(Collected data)
+ + + + + + +
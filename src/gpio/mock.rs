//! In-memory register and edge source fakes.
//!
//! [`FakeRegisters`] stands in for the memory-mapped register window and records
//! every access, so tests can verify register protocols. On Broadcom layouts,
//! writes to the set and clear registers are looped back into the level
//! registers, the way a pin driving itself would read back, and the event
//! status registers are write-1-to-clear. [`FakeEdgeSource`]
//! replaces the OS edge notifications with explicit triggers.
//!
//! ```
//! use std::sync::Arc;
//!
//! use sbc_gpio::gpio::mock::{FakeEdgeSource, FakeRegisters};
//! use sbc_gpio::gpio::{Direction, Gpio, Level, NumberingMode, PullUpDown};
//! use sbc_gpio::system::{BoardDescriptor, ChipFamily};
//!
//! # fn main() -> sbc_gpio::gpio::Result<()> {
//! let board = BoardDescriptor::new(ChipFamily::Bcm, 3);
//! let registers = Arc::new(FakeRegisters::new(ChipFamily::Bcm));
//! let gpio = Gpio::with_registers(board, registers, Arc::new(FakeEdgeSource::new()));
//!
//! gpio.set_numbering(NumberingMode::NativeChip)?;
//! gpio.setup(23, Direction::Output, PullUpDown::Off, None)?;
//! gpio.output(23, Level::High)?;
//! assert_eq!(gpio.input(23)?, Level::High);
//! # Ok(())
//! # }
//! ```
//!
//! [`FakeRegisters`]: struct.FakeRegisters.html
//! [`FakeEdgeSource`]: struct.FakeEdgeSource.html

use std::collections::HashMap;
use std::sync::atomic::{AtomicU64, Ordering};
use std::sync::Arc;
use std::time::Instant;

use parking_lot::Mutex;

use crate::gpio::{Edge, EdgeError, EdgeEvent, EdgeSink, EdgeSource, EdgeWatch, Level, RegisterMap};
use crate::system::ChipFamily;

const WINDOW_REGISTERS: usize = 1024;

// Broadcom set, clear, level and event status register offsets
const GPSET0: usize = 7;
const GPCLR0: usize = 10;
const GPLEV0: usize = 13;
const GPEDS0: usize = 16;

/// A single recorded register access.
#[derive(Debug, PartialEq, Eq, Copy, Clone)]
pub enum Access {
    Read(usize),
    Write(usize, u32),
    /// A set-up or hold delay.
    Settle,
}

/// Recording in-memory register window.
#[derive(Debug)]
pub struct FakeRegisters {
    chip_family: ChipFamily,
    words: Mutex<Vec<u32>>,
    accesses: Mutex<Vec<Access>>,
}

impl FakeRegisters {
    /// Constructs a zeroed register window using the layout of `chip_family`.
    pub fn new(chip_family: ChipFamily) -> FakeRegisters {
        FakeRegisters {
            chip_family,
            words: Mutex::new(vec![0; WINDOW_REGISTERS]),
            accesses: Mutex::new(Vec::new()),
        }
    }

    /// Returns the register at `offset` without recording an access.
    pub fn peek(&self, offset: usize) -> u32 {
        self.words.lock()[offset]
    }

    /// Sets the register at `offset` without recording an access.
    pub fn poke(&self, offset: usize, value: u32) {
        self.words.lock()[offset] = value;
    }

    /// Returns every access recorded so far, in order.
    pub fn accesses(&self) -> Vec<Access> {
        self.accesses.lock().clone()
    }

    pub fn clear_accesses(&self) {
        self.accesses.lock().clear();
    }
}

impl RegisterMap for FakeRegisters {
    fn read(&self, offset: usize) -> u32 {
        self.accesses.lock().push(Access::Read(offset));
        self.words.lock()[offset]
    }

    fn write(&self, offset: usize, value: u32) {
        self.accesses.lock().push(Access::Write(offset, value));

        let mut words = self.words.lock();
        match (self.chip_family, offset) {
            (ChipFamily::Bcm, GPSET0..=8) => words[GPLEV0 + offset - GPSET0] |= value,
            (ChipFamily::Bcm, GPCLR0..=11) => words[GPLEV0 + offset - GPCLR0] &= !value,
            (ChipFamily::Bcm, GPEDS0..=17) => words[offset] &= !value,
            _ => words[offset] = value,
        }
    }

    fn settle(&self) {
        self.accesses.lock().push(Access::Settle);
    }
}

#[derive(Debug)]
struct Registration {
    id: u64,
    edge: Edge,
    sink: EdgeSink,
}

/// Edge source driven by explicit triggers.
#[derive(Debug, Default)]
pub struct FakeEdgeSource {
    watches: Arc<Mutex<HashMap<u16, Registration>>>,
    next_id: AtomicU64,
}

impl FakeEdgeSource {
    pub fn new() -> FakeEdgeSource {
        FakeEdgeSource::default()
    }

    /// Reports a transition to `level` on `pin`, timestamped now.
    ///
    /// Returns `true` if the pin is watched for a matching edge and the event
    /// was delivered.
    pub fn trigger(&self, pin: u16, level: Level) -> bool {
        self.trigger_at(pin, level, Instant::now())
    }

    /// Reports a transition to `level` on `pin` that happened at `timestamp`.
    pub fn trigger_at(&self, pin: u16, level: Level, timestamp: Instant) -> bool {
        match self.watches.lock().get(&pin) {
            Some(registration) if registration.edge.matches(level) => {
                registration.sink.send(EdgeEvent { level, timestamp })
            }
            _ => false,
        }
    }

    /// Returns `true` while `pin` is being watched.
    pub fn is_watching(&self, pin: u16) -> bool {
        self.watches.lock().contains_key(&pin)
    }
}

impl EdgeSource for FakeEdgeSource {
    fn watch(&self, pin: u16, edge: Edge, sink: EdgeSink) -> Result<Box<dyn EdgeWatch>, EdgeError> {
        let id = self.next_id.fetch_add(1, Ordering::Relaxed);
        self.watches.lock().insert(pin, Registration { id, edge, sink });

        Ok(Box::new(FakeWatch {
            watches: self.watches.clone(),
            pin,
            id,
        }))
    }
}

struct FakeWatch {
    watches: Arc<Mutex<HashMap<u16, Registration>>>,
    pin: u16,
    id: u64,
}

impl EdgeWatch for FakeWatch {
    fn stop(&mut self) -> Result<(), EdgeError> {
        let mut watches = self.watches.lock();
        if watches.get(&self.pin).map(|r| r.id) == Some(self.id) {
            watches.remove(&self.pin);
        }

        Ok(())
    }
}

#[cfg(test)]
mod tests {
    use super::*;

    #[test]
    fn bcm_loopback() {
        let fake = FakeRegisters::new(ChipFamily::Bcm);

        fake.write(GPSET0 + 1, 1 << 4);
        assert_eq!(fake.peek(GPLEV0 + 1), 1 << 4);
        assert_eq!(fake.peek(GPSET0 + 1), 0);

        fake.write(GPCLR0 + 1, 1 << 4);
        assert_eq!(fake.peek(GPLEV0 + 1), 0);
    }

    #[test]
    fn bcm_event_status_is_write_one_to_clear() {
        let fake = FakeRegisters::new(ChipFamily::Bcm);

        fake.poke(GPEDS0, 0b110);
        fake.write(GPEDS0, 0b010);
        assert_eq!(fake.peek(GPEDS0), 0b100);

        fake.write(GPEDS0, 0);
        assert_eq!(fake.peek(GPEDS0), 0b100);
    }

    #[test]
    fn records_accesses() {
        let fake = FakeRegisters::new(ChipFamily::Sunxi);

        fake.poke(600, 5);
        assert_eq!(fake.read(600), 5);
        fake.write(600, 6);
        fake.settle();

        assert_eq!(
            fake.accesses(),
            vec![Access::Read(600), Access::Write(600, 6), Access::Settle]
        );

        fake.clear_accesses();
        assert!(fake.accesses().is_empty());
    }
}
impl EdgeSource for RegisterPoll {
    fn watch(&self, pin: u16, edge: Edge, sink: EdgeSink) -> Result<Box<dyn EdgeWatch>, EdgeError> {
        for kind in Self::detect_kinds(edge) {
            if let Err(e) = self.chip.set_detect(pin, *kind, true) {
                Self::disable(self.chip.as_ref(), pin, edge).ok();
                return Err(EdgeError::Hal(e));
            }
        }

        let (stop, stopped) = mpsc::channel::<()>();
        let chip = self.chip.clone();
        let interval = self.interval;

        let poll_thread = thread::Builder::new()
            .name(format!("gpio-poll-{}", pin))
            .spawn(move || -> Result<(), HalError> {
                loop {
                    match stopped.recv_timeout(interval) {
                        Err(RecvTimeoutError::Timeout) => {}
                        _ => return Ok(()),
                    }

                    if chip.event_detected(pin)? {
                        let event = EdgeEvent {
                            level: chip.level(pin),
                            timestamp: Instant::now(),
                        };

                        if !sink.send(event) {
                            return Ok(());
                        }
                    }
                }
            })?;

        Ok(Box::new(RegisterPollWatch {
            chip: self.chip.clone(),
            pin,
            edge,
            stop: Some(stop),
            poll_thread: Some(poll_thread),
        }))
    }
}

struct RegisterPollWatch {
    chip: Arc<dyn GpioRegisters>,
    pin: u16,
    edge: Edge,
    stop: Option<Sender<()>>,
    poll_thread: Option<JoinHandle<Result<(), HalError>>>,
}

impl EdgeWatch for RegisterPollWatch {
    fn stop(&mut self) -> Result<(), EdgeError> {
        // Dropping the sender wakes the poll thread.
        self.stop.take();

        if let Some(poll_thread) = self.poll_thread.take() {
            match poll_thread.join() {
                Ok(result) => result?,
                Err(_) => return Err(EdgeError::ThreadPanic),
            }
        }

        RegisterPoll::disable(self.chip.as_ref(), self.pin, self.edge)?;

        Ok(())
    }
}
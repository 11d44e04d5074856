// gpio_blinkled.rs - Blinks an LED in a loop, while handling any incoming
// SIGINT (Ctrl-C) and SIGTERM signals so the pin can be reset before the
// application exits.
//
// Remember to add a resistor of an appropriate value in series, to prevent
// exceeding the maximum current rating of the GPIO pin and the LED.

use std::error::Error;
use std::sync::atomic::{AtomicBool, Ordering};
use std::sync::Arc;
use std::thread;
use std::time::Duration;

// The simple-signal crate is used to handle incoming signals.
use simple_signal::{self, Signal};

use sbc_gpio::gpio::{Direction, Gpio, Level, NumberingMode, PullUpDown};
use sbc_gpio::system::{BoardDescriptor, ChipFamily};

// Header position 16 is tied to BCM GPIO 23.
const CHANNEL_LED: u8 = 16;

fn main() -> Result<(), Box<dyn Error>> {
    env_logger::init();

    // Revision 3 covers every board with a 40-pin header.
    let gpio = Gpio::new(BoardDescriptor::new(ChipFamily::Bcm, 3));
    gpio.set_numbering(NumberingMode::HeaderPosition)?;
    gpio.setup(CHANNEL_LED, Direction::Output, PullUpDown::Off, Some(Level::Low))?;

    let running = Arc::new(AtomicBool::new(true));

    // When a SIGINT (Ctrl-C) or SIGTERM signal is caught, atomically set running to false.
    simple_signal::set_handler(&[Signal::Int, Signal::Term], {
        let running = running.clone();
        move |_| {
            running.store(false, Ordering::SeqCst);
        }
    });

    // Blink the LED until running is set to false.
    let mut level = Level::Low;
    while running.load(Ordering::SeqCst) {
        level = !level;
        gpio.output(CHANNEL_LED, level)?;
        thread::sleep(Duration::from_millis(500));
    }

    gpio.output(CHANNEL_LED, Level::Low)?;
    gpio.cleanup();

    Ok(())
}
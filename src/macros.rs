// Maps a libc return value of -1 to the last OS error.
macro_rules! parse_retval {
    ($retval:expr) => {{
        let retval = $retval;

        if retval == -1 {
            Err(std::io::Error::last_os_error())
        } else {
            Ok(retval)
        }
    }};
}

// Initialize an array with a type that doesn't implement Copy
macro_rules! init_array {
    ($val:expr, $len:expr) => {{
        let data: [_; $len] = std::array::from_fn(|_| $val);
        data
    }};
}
+ + + + + + +
### Activity
For every line above that holds the word "filename", report the whole line.

### Answer area
filename src/gpio/mock.rs
filename src/macros.rs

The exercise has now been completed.